Since the market is a forward-looking discounting mechanism, it is essential to start thinking about the world within 6 to 9 months, especially when the vaccine is really around the corner. Especially if it turns out to be as effective as Pfizer's data showed. An improving economy could help interest rates rise on the long side of the curve. It could even push up the banks and other cyclical sectors as the money starts to move away from some of the technology stocks that have risen.
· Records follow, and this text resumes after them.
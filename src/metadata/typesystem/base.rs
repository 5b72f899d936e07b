use std::sync::{Arc, Weak};

use crate::metadata::{
    token::Token,
    typesystem::{CilType, CilTypeRc},
};

/// A vector that holds `CilTypeRef` instances (weak references)
pub type CilTypeRefList = Arc<boxcar::Vec<CilTypeRef>>;

/// A smart reference to a `CilType` that automatically handles weak references
/// to prevent circular reference memory leaks while providing a clean API
///
/// Type signatures hold these rather than strong references, because a type routinely refers
/// to itself (self-typed fields, self-substituted generic instances).
#[derive(Clone, Debug)]
pub struct CilTypeRef {
    weak_ref: Weak<CilType>,
}

impl CilTypeRef {
    /// Create a new `CilTypeRef` from a strong reference
    pub fn new(strong_ref: &CilTypeRc) -> Self {
        Self {
            weak_ref: Arc::downgrade(strong_ref),
        }
    }

    /// Get a strong reference to the type, returning None if the type has been dropped
    #[must_use]
    pub fn upgrade(&self) -> Option<CilTypeRc> {
        self.weak_ref.upgrade()
    }

    /// Check if the referenced type is still alive
    #[must_use]
    pub fn is_valid(&self) -> bool {
        self.weak_ref.strong_count() > 0
    }

    /// Returns true if this reference points at exactly `other` (identity, not name equality)
    #[must_use]
    pub fn points_to(&self, other: &CilTypeRc) -> bool {
        std::ptr::eq(self.weak_ref.as_ptr(), Arc::as_ptr(other))
    }

    /// Get the token of the referenced type (if still alive)
    #[must_use]
    pub fn token(&self) -> Option<Token> {
        self.upgrade().map(|t| t.token)
    }

    /// Get the full name of the referenced type (if still alive)
    #[must_use]
    pub fn fullname(&self) -> Option<String> {
        self.upgrade().map(|t| t.fullname())
    }
}

impl From<CilTypeRc> for CilTypeRef {
    fn from(strong_ref: CilTypeRc) -> Self {
        Self::new(&strong_ref)
    }
}

impl From<&CilTypeRc> for CilTypeRef {
    fn from(strong_ref: &CilTypeRc) -> Self {
        Self::new(strong_ref)
    }
}

/// Category of a type definition or reference
#[derive(Debug, Clone, Copy, PartialEq, Eq)]
pub enum CilFlavor {
    /// A reference type
    Class,
    /// A value type (including enums)
    ValueType,
    /// An interface
    Interface,
}

#[allow(non_snake_case)]
/// Type attribute flag constants for type definitions, ECMA-335 §II.23.1.15.
///
/// The runtime's class descriptor stores the same 4-byte value, so these constants also
/// apply to the `flags` accessor of a native class view.
pub mod TypeAttributes {
    /// Mask for extracting type visibility information.
    pub const VISIBILITY_MASK: u32 = 0x0000_0007;
    /// Type has no public scope (internal to assembly).
    pub const NOT_PUBLIC: u32 = 0x0000_0000;
    /// Type has public scope (visible outside assembly).
    pub const PUBLIC: u32 = 0x0000_0001;
    /// Nested type with public visibility.
    pub const NESTED_PUBLIC: u32 = 0x0000_0002;
    /// Nested type with private visibility.
    pub const NESTED_PRIVATE: u32 = 0x0000_0003;
    /// Nested type with family (protected) visibility.
    pub const NESTED_FAMILY: u32 = 0x0000_0004;
    /// Nested type with assembly (internal) visibility.
    pub const NESTED_ASSEMBLY: u32 = 0x0000_0005;
    /// Mask for extracting the layout bits.
    pub const LAYOUT_MASK: u32 = 0x0000_0018;
    /// Fields are laid out automatically.
    pub const AUTO_LAYOUT: u32 = 0x0000_0000;
    /// Fields are laid out sequentially.
    pub const SEQUENTIAL_LAYOUT: u32 = 0x0000_0008;
    /// Layout is supplied explicitly.
    pub const EXPLICIT_LAYOUT: u32 = 0x0000_0010;
    /// Type is an interface.
    pub const INTERFACE: u32 = 0x0000_0020;
    /// Type is abstract.
    pub const ABSTRACT: u32 = 0x0000_0080;
    /// Type cannot be derived from.
    pub const SEALED: u32 = 0x0000_0100;
    /// Type name is special.
    pub const SPECIAL_NAME: u32 = 0x0000_0400;
    /// Type is serializable.
    pub const SERIALIZABLE: u32 = 0x0000_2000;
    /// Static constructor may run before first static field access.
    pub const BEFORE_FIELD_INIT: u32 = 0x0010_0000;
}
Higher Yields, Wider Spreads
While it may only be a short-term trend, Treasury revenues have started to increase. Currently trading around 90 basis points, up from around 50 basis points in mid-summer, a significant jump. While still low from a year ago, 10-year and Treasuries have been at their greatest since early 2018. spreads predict an improving outlook for the economy as a whole. This could cause a rotation in these financial stocks such as JPMorgan (NYSE :), Bank of America (NYSE 🙂 and Citigroup (NYSE :). It can also help some credit card stocks outperform, such as Capital One (NYSE 🙂 or American Express (NYSE :).
This shift and change in the bond market and its dispersion could signal that better economic growth can return, signaling the end of home trade. If the bond market sees a return to growth, investors may choose to sell some of those technology stocks that we've grown so fond of.
Buy-The-Dip Crowd
Perhaps more worryingly, the "buy the dip" crowd is finding out that a pullback isn't a dip, but the beginning of a new trend lower. Should an actual rotary trading take place, investors might find that the money left behind by some of the high-flying, stay-at-home names does not return, but instead remains invested in the reopening stocks.
Of course we've seen this show before. With the market flip-flopping, jumping heavily in the reopening stocks and then back in the tech sector several times in recent months. The question is, will it be different this time?
It could turn out that this is the time – with the prospects for a vaccine and better therapies. So in the next 6 to 9 months, there may finally be an economic recovery leading to higher yields. While this would help lift some of the financial stocks and cyclical names, it would also likely spell the end of the overvalued technology sectors running higher.